Bob’s work in California and Steve’s work in Montana provide excellent examples of what the Forest Service should have been doing for the last 30 years. It is much safer and far less destructive than what it the agency is doing today.
Bob and Steve – both PhD’s in forest ecology - saw fire as an excellent forest management tool but neither of them would have ever condoned the way the Forest Service is misusing fire today.
This chart is self-explanatory. It tracks the total number of acres per fire from 1991 to 2021 on federal and non-federal land. Why so many more fires on non-federal land? Because non-federal owners [states, tribes and private] own 69 percent of all forestlands in the U.S. The remaining 31 percent is federal, which means it is jointly owned by our roughly 350 million citizens.
More important is the number of acres burned per fire. It is five times greater on federal land than it is on private land – 225 acres per federal lands fire versus 41 acres per fire on non-federal land. Why? Better forest management – including the proper use of prescribed fire - and a commitment to extinguishing wildfires as quickly as possible. What the Forest Service did for decades.

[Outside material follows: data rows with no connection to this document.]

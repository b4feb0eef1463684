//! forkgrid-master — the orchestrator that owns the worker pool.
//!
//! One `Supervisor` is constructed at process entry. Its `run` loop is
//! the only place pool state changes:
//!
//! ```text
//! Supervisor::run
//!   ├── PoolEvent        ← worker messages, exits, timer expiries
//!   ├── health tick      → stale heartbeats restarted, health_check broadcast
//!   ├── autoscale tick   → at most one start or graceful stop
//!   └── shutdown signal  → ShutdownCoordinator::drain → ShutdownReport
//! ```
//!
//! After every step it republishes a `ClusterReport` and the routable
//! backend list on `watch` channels for the HTTP surface and the proxy.

pub mod error;
pub mod periodic;
pub mod shutdown;
pub mod supervisor;

pub use error::MasterError;
pub use periodic::PeriodicTask;
pub use shutdown::{ShutdownCoordinator, ShutdownReport};
pub use supervisor::Supervisor;
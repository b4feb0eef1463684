//! forkd — the forkgrid daemon.
//!
//! One binary plays both roles. `forkd master` forks copies of itself in
//! the hidden `worker` mode, supervises them, balances the application
//! port across them, and serves `/health` and `/metrics`.
//!
//! # Usage
//!
//! ```text
//! forkd master --config forkgrid.toml
//! MAX_WORKERS=8 ENABLE_STICKY_SESSIONS=true forkd master --log-format json
//! ```

mod master_mode;
mod signals;
mod worker_mode;

use std::path::PathBuf;
use std::time::Duration;

use clap::{Parser, Subcommand, ValueEnum};
use tracing_subscriber::EnvFilter;

use forkgrid_core::ClusterConfig;

#[derive(Parser)]
#[command(name = "forkd", about = "forkgrid process cluster manager")]
struct Cli {
    /// Log output format.
    #[arg(long, global = true, value_enum, default_value = "text")]
    log_format: LogFormat,

    #[command(subcommand)]
    command: Command,
}

#[derive(Clone, Copy, ValueEnum)]
enum LogFormat {
    Text,
    Json,
}

#[derive(Subcommand)]
enum Command {
    /// Run the cluster master.
    Master {
        /// TOML configuration file. Environment variables override it.
        #[arg(long, env = "FORKGRID_CONFIG")]
        config: Option<PathBuf>,
    },

    /// Run as a worker under a master. Not meant to be started by hand.
    #[command(hide = true)]
    Worker {
        /// Interval between resource reports, e.g. "5s" or "500ms".
        #[arg(long, default_value = "5s", value_parser = parse_interval)]
        metrics_interval: Duration,
    },
}

#[tokio::main]
async fn main() -> anyhow::Result<()> {
    let cli = Cli::parse();
    init_tracing(cli.log_format);

    match cli.command {
        Command::Master { config } => {
            let config = ClusterConfig::load(config.as_deref())?;
            master_mode::run_master(config).await
        }
        Command::Worker { metrics_interval } => worker_mode::run_worker(metrics_interval).await,
    }
}

/// Logs go to stderr; a worker's stdout carries IPC.
fn init_tracing(format: LogFormat) {
    let filter = EnvFilter::try_from_default_env()
        .unwrap_or_else(|_| EnvFilter::new("info,forkd=debug,forkgrid=debug"));
    let builder = tracing_subscriber::fmt()
        .with_env_filter(filter)
        .with_writer(std::io::stderr);
    match format {
        LogFormat::Text => builder.init(),
        LogFormat::Json => builder.json().init(),
    }
}

fn parse_interval(s: &str) -> Result<Duration, String> {
    match forkgrid_core::config::parse_duration(s) {
        Some(d) if !d.is_zero() => Ok(d),
        Some(_) => Err("interval must be non-zero".into()),
        None => Err(format!("invalid duration {s:?}")),
    }
}
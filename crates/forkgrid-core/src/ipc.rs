//! Line-framed async IPC over any byte stream.
//!
//! The master wraps a child's stdin/stdout; the worker wraps its own.
//! Blank lines are skipped.

use serde::Serialize;
use serde::de::DeserializeOwned;
use tokio::io::{AsyncBufReadExt, AsyncRead, AsyncWrite, AsyncWriteExt, BufReader, BufWriter, Lines};

use crate::error::IpcError;
use crate::protocol::{decode_line, encode_line};

/// Reads one message per line.
pub struct MessageReader<R> {
    lines: Lines<BufReader<R>>,
}

impl<R: AsyncRead + Unpin> MessageReader<R> {
    pub fn new(inner: R) -> Self {
        Self {
            lines: BufReader::new(inner).lines(),
        }
    }

    /// Next decoded message, or `None` on EOF.
    ///
    /// A malformed line yields `IpcError::Decode`; the reader stays usable.
    pub async fn next<T: DeserializeOwned>(&mut self) -> Result<Option<T>, IpcError> {
        loop {
            match self.lines.next_line().await? {
                None => return Ok(None),
                Some(line) if line.trim().is_empty() => continue,
                Some(line) => return decode_line(&line).map(Some),
            }
        }
    }
}

/// Writes one message per line, flushing after each.
pub struct MessageWriter<W> {
    inner: BufWriter<W>,
}

impl<W: AsyncWrite + Unpin> MessageWriter<W> {
    pub fn new(inner: W) -> Self {
        Self {
            inner: BufWriter::new(inner),
        }
    }

    pub async fn send<T: Serialize>(&mut self, msg: &T) -> Result<(), IpcError> {
        let line = encode_line(msg)?;
        self.inner.write_all(line.as_bytes()).await?;
        self.inner.flush().await?;
        Ok(())
    }
}
//! forkgrid-core — shared vocabulary for the forkgrid cluster manager.
//!
//! Holds the worker record and stats types, the cluster configuration,
//! the error taxonomy, and the master ↔ worker IPC protocol. Every other
//! forkgrid crate builds on these definitions.
//!
//! # IPC
//!
//! ```text
//! master ──MasterMessage──▶ worker stdin   (newline-delimited JSON)
//! master ◀──WorkerMessage── worker stdout
//! ```
//!
//! Both message enums are closed and tagged by `cmd`, so a new kind of
//! message is a compile error at every match site rather than a silently
//! ignored string.

pub mod config;
pub mod error;
pub mod ipc;
pub mod protocol;
pub mod types;

pub use config::{ClusterConfig, ConfigError};
pub use error::{ClusterError, IpcError};
pub use ipc::{MessageReader, MessageWriter};
pub use protocol::{MasterMessage, WorkerMessage};
pub use types::*;
//! The worker side of the IPC protocol.

use std::time::Duration;

use tokio::io::{AsyncRead, AsyncWrite};
use tokio::sync::mpsc;
use tokio::time::{Instant, MissedTickBehavior, interval_at};
use tracing::{debug, info, warn};

use forkgrid_core::{IpcError, MasterMessage, MessageReader, MessageWriter, WorkerId, WorkerMessage};

use crate::app::{AppServer, RequestOutcome};
use crate::error::WorkerError;
use crate::sampler::ResourceSampler;

#[derive(Debug, Clone)]
pub struct WorkerOptions {
    /// Id assigned by the master, for logs only.
    pub id: Option<WorkerId>,
    /// How often `worker_metrics` is sent.
    pub metrics_interval: Duration,
}

impl Default for WorkerOptions {
    fn default() -> Self {
        Self {
            id: None,
            metrics_interval: Duration::from_secs(5),
        }
    }
}

/// Run a worker over this process's stdin and stdout.
pub async fn run_worker<A: AppServer>(
    app: A,
    requests: mpsc::UnboundedReceiver<RequestOutcome>,
    options: WorkerOptions,
) -> Result<(), WorkerError> {
    run_worker_with_io(app, requests, options, tokio::io::stdin(), tokio::io::stdout()).await
}

/// Run a worker over an arbitrary pair of streams.
///
/// Starts `app`, announces its port, then answers the master until it
/// sends `shutdown` or closes the channel. The app is stopped on every
/// exit path before this returns.
pub async fn run_worker_with_io<A, R, W>(
    mut app: A,
    mut requests: mpsc::UnboundedReceiver<RequestOutcome>,
    options: WorkerOptions,
    input: R,
    output: W,
) -> Result<(), WorkerError>
where
    A: AppServer,
    R: AsyncRead + Unpin,
    W: AsyncWrite + Unpin,
{
    let mut reader = MessageReader::new(input);
    let mut writer = MessageWriter::new(output);
    let mut sampler = ResourceSampler::new();

    let addr = app.start().await?;
    if let Err(e) = writer.send(&WorkerMessage::Ready { port: addr.port() }).await {
        app.stop().await?;
        return Err(e.into());
    }
    info!(worker = ?options.id, %addr, "worker ready");

    let period = options.metrics_interval;
    let mut metrics = interval_at(Instant::now() + period, period);
    metrics.set_missed_tick_behavior(MissedTickBehavior::Skip);

    let outcome: Result<(), IpcError> = loop {
        tokio::select! {
            message = reader.next::<MasterMessage>() => match message {
                Ok(Some(MasterMessage::HealthCheck { timestamp })) => {
                    let reply = WorkerMessage::HealthCheckResponse { timestamp };
                    if let Err(e) = writer.send(&reply).await {
                        break Err(e);
                    }
                }
                Ok(Some(MasterMessage::Shutdown)) => {
                    info!(worker = ?options.id, "shutdown requested");
                    break Ok(());
                }
                Ok(None) => {
                    warn!(worker = ?options.id, "master closed the ipc channel, shutting down");
                    break Ok(());
                }
                Err(e @ IpcError::Decode { .. }) => {
                    warn!(error = %e, "ignoring malformed master message");
                }
                Err(e) => break Err(e),
            },
            Some(done) = requests.recv() => {
                let report = WorkerMessage::RequestComplete {
                    response_time: done.response_time.as_secs_f64() * 1000.0,
                    error: done.error,
                };
                if let Err(e) = writer.send(&report).await {
                    break Err(e);
                }
            }
            _ = metrics.tick() => {
                let sample = sampler.sample();
                debug!(cpu = sample.cpu_usage, memory = sample.memory_usage, "resource sample");
                if let Err(e) = writer.send(&sample.into_message()).await {
                    break Err(e);
                }
            }
        }
    };

    app.stop().await?;
    outcome?;
    info!(worker = ?options.id, "worker exiting");
    Ok(())
}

Forest Service claims to the contrary, there are no ecosystem benefits in wildfires that reach 2,000 degrees on the surface. The soil’s organic layer - in which seeds germinate – is melted into a waxy substance that water cannot penetrate. Hence, flash floods like those that will rush down denuded slopes and gullies when the monsoon season sweeps across New Mexico and Arizona in a matter of days.
Blowtorch Forestry has no place in a society that derives so much pleasure from forests that are well managed, green and growing. Our national forests are dying from neglect and burning in megafires. Do Americans understand what is being lost? Some do – especially here in the rural West - but most don’t.
We will be turning the house lights up as far as they will go this summer. Fires of a different kind.